Task prompt:
From the entries, copy each line that includes "status".

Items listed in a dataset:
....................
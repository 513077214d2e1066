//! Mail transport trait and error types

use crate::domain::OutgoingMessage;
use async_trait::async_trait;
use std::time::Duration;
use thiserror::Error;

/// Transport error types. Every variant is eligible for retry.
#[derive(Error, Debug, Clone, PartialEq, Eq)]
pub enum TransportError {
    #[error("Connection error: {0}")]
    ConnectionError(String),

    #[error("Authentication failed: {0}")]
    AuthenticationFailed(String),

    #[error("Send failed: {0}")]
    SendFailed(String),

    #[error("Provider returned status {status}: {body}")]
    Rejected { status: u16, body: String },

    #[error("Attempt timed out after {0:?}")]
    Timeout(Duration),

    #[error("Invalid message: {0}")]
    InvalidMessage(String),

    #[error("Invalid configuration: {0}")]
    InvalidConfiguration(String),

    #[error("not implemented")]
    NotImplemented,
}

/// Trait for mail transports
#[cfg_attr(test, mockall::automock)]
#[async_trait]
pub trait MailTransport: Send + Sync {
    /// Deliver one rendered message.
    ///
    /// `timeout` bounds the attempt; implementations pass it on to the
    /// underlying client where the client supports a deadline.
    async fn send(&self, message: &OutgoingMessage, timeout: Duration)
        -> Result<(), TransportError>;

    /// Get the transport name
    fn name(&self) -> &'static str;
}
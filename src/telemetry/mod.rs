//! Telemetry initialization: metrics descriptions and structured logging

pub mod metrics;

use crate::config::TelemetryConfig;
use tracing_subscriber::{layer::SubscriberExt, util::SubscriberInitExt};

/// Install the global tracing subscriber.
///
/// `RUST_LOG` overrides the default filter. With `log_format == "json"` events
/// are written as flattened JSON objects, otherwise in the human-readable format.
pub fn init(config: &TelemetryConfig) {
    let env_filter = tracing_subscriber::EnvFilter::try_from_default_env()
        .unwrap_or_else(|_| "mailroom=info".into());

    let registry = tracing_subscriber::registry().with(env_filter);

    if config.log_format == "json" {
        let fmt_layer = tracing_subscriber::fmt::layer()
            .json()
            .flatten_event(true);
        registry.with(fmt_layer).init();
    } else {
        registry.with(tracing_subscriber::fmt::layer()).init();
    }

    if config.metrics_enabled {
        metrics::describe_metrics();
    }
}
....................
Result:
    #[error("Provider returned status {status}: {body}")]
    Rejected { status: u16, body: String },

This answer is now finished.